Rejection Sampling

Rejection sampling is a technique used in large language model (LLM) training, particularly in reinforcement learning from human feedback (RLHF) and related alignment methods. It serves as a simple but effective approach to generate high-quality training data by selectively accepting or rejecting samples based on predefined criteria.

Core Concept

The process involves:

  1. Generating multiple candidate responses from the LLM for a given prompt
  2. Evaluating each candidate against a quality metric (typically using a reward model or human raters)
  3. Rejecting low-quality samples and accepting only the best candidates for training

Mathematically, if we have a reward function \(R(x)\) that scores sample quality, rejection sampling selects samples where \(R(x) > \tau\) for some threshold \(\tau\).

Applications in LLM Training

Reward Modeling

In RLHF Phase 2, rejection sampling helps create high-quality demonstration data by filtering out poor responses, ensuring the policy model learns from only the best examples.

Data Augmentation

By generating diverse candidates and selecting the highest-quality ones, rejection sampling creates additional training data that aligns better with human preferences.

Quality Control

During inference or data generation, rejection sampling acts as a filter to ensure only acceptable outputs are used or presented.

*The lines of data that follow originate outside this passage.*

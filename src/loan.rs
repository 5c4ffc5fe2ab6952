use log::{debug, info, trace};
use std::fmt;

use crate::error::{LoanError, Result};

/// Currency precision used for payments and totals.
pub const DEC_PLACES: i32 = 2;

const MONTHS_PER_YEAR: u32 = 12;

/// Validated inputs for one schedule. Rates are per month, as decimals.
#[derive(Clone, Copy, PartialEq, Debug)]
#[cfg_attr(feature = "serde", derive(serde::Serialize))]
pub struct LoanParams {
    principal: f64,
    monthly_rate: f64,
    term_months: u32,
    yearly_extra: f64,
    start_year: i32,
}

impl LoanParams {
    pub fn new(
        principal: f64,
        monthly_rate: f64,
        term_months: u32,
        yearly_extra: f64,
        start_year: i32,
    ) -> Result<Self> {
        check_amount("principal", principal)?;
        if principal == 0. {
            return Err(LoanError::invalid("principal", "must be greater than zero"));
        }
        check_amount("monthly rate", monthly_rate)?;
        if !(principal * monthly_rate).is_finite() {
            return Err(LoanError::invalid("principal", "is too large for this rate"));
        }
        if term_months == 0 {
            return Err(LoanError::invalid("term", "must be at least one month"));
        }
        check_amount("yearly extra", yearly_extra)?;

        Ok(Self {
            principal,
            monthly_rate,
            term_months,
            yearly_extra,
            start_year,
        })
    }

    /// Builds parameters from a nominal annual rate given in percent (5.0 for 5%).
    pub fn from_annual_rate(
        principal: f64,
        annual_rate: f64,
        term_months: u32,
        yearly_extra: f64,
        start_year: i32,
    ) -> Result<Self> {
        check_amount("annual rate", annual_rate)?;
        Self::new(
            principal,
            annual_rate / 100. / 12.,
            term_months,
            yearly_extra,
            start_year,
        )
    }

    pub fn principal(&self) -> f64 {
        self.principal
    }

    pub fn monthly_rate(&self) -> f64 {
        self.monthly_rate
    }

    pub fn term_months(&self) -> u32 {
        self.term_months
    }

    pub fn yearly_extra(&self) -> f64 {
        self.yearly_extra
    }

    pub fn start_year(&self) -> i32 {
        self.start_year
    }
}

#[derive(Clone, PartialEq, Debug)]
#[cfg_attr(feature = "serde", derive(serde::Serialize, serde::Deserialize))]
pub struct LedgerEntry {
    pub month: u32,
    pub year: i32,
    pub payment: f64,
    pub interest: f64,
    pub principal: f64,
    pub balance: f64,
}

impl LedgerEntry {
    pub fn new(
        month: u32,
        year: i32,
        payment: f64,
        interest: f64,
        principal: f64,
        balance: f64,
    ) -> Self {
        Self {
            month,
            year,
            payment,
            interest,
            principal,
            balance,
        }
    }
}

impl fmt::Display for LedgerEntry {
    fn fmt(&self, f: &mut fmt::Formatter<'_>) -> fmt::Result {
        write!(
            f,
            "{:5} | {:12.2} EUR | {:10.2} EUR | {:12.2} EUR | {:12.2} EUR",
            self.month, self.payment, self.interest, self.principal, self.balance
        )
    }
}

/// Totals for one block of up to twelve months, including the extra payment
/// applied at its end.
#[derive(Clone, PartialEq, Debug)]
#[cfg_attr(feature = "serde", derive(serde::Serialize, serde::Deserialize))]
pub struct YearlySummary {
    pub year: i32,
    pub months: u32,
    pub interest: f64,
    pub principal: f64,
    pub extra: f64,
    pub balance: f64,
}

impl YearlySummary {
    pub fn new(
        year: i32,
        months: u32,
        interest: f64,
        principal: f64,
        extra: f64,
        balance: f64,
    ) -> Self {
        Self {
            year,
            months,
            interest,
            principal,
            extra,
            balance,
        }
    }
}

#[derive(Clone, PartialEq, Debug)]
#[cfg_attr(feature = "serde", derive(serde::Serialize))]
pub struct Schedule {
    pub params: LoanParams,
    pub entries: Vec<LedgerEntry>,
    pub years: Vec<YearlySummary>,
    pub total_interest: f64,
    pub total_principal: f64,
}

impl Schedule {
    pub fn get_pmt_count(&self) -> usize {
        self.entries.len()
    }

    /// Ledger entry for a 1-based month number.
    pub fn get_entry(&self, month: usize) -> Option<&LedgerEntry> {
        month.checked_sub(1).and_then(|idx| self.entries.get(idx))
    }

    pub fn total_paid(&self) -> f64 {
        round(self.total_interest + self.total_principal, DEC_PLACES)
    }

    /// Total interest as a percentage of the original principal.
    pub fn effective_rate(&self) -> f64 {
        round(
            self.total_interest / self.params.principal * 100.,
            DEC_PLACES,
        )
    }

    pub fn final_balance(&self) -> f64 {
        self.years
            .last()
            .map(|y| y.balance)
            .unwrap_or(self.params.principal)
    }

    pub fn paid_off_early(&self) -> bool {
        self.get_pmt_count() < self.params.term_months as usize
    }
}

pub fn round(amt: f64, dec: i32) -> f64 {
    let scaled = amt * 10_f64.powi(dec);
    if amt == 0. {
        0.
    } else if !scaled.is_finite() {
        // too large to carry any fraction
        amt
    } else {
        scaled.round() / 10_f64.powi(dec)
    }
}

fn check_amount(field: &str, amt: f64) -> Result<()> {
    if !amt.is_finite() {
        Err(LoanError::invalid(field, "must be a finite number"))
    } else if amt < 0. {
        Err(LoanError::invalid(field, "must not be negative"))
    } else {
        Ok(())
    }
}

/// Level payment that amortizes `principal` over `months` payments at
/// `monthly_rate`, rounded to currency precision.
pub fn monthly_payment(principal: f64, monthly_rate: f64, months: u32) -> Result<f64> {
    check_amount("principal", principal)?;
    check_amount("monthly rate", monthly_rate)?;
    if months == 0 {
        return Err(LoanError::invalid("months", "must be at least one"));
    }
    let payment = level_payment(principal, monthly_rate, months);
    if !payment.is_finite() {
        return Err(LoanError::invalid("principal", "is too large for this rate"));
    }
    Ok(payment)
}

// months >= 1, inputs already validated
fn level_payment(principal: f64, monthly_rate: f64, months: u32) -> f64 {
    let factor = (1. + monthly_rate).powf(months as f64);
    if monthly_rate == 0. || factor <= 1. {
        round(principal / months as f64, DEC_PLACES)
    } else {
        // an overflowing factor leaves the interest-only payment
        round(
            principal * monthly_rate / (1. - factor.recip()),
            DEC_PLACES,
        )
    }
}

pub fn interest_payment(balance: f64, monthly_rate: f64) -> f64 {
    balance * monthly_rate
}

/// Portion of a requested extra payment that can be applied to `remaining`.
pub fn extra_payment(remaining: f64, requested: f64) -> f64 {
    if requested > 0. && remaining > 0. {
        requested.min(remaining)
    } else {
        0.
    }
}

/// Builds the month-by-month schedule. The level payment is recomputed at the
/// start of every year from the balance and months left, so an extra payment
/// lowers the payments that follow it instead of shortening the term.
pub fn compute_schedule(params: &LoanParams) -> Schedule {
    info!(
        "computing schedule: principal {:.2}, monthly rate {:.6}, term {} months, yearly extra {:.2}",
        params.principal, params.monthly_rate, params.term_months, params.yearly_extra
    );

    let term = params.term_months;
    let rate = params.monthly_rate;

    let mut remaining = params.principal;
    let mut total_interest = 0.;
    let mut total_principal = 0.;
    let mut month: u32 = 1;
    let mut year = params.start_year;
    let mut entries: Vec<LedgerEntry> = Vec::with_capacity(term as usize);
    let mut years: Vec<YearlySummary> = Vec::new();

    while month <= term && remaining > 0. {
        let months_left = term - month + 1;
        let payment = level_payment(remaining, rate, months_left);
        debug!(
            "year {}: payment {:.2} over {} remaining months",
            year, payment, months_left
        );

        let mut year_interest = 0.;
        let mut year_principal = 0.;
        let mut months_in_year = 0;

        while months_in_year < MONTHS_PER_YEAR && month <= term && remaining > 0. {
            let interest = interest_payment(remaining, rate);
            let scheduled = payment - interest;

            // the last month of the term clears whatever rounding left behind
            let principal = if month == term {
                remaining
            } else {
                scheduled.min(remaining).max(0.)
            };
            let paid = if principal == scheduled {
                payment
            } else {
                interest + principal
            };

            remaining -= principal;
            total_interest += interest;
            total_principal += principal;
            year_interest += interest;
            year_principal += principal;

            trace!(
                "month {}, payment {}, interest {}, principal {}, balance {}",
                month,
                paid,
                interest,
                principal,
                remaining
            );
            entries.push(LedgerEntry::new(
                month, year, paid, interest, principal, remaining,
            ));

            month += 1;
            months_in_year += 1;
        }

        let mut extra = 0.;
        if remaining > 0. && month <= term {
            extra = extra_payment(remaining, params.yearly_extra);
            remaining -= extra;
            total_principal += extra;
            year_principal += extra;
            if extra > 0. {
                debug!(
                    "year {}: extra payment {:.2}, balance {:.2}",
                    year, extra, remaining
                );
            }
        }

        years.push(YearlySummary::new(
            year,
            months_in_year,
            year_interest,
            year_principal,
            extra,
            remaining,
        ));
        year += 1;
    }

    let schedule = Schedule {
        params: *params,
        entries,
        years,
        total_interest: round(total_interest, DEC_PLACES),
        total_principal: round(total_principal, DEC_PLACES),
    };
    info!(
        "schedule complete: {} payments, total interest {:.2}, total principal {:.2}",
        schedule.get_pmt_count(),
        schedule.total_interest,
        schedule.total_principal
    );
    schedule
}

Advantages and Limitations

Advantages:

  • Simple to implement and understand
  • Requires no gradient computations
  • Can be highly effective when the reward model is accurate

Limitations:

  • Computationally expensive (requires generating multiple candidates)
  • Sample inefficient (many generations are discarded)
  • Performance depends heavily on the quality of the reward function

Rejection sampling represents a fundamental building block in modern LLM alignment pipelines, often serving as a baseline for more sophisticated sampling techniques like proximal policy optimization (PPO) or best-of-n sampling.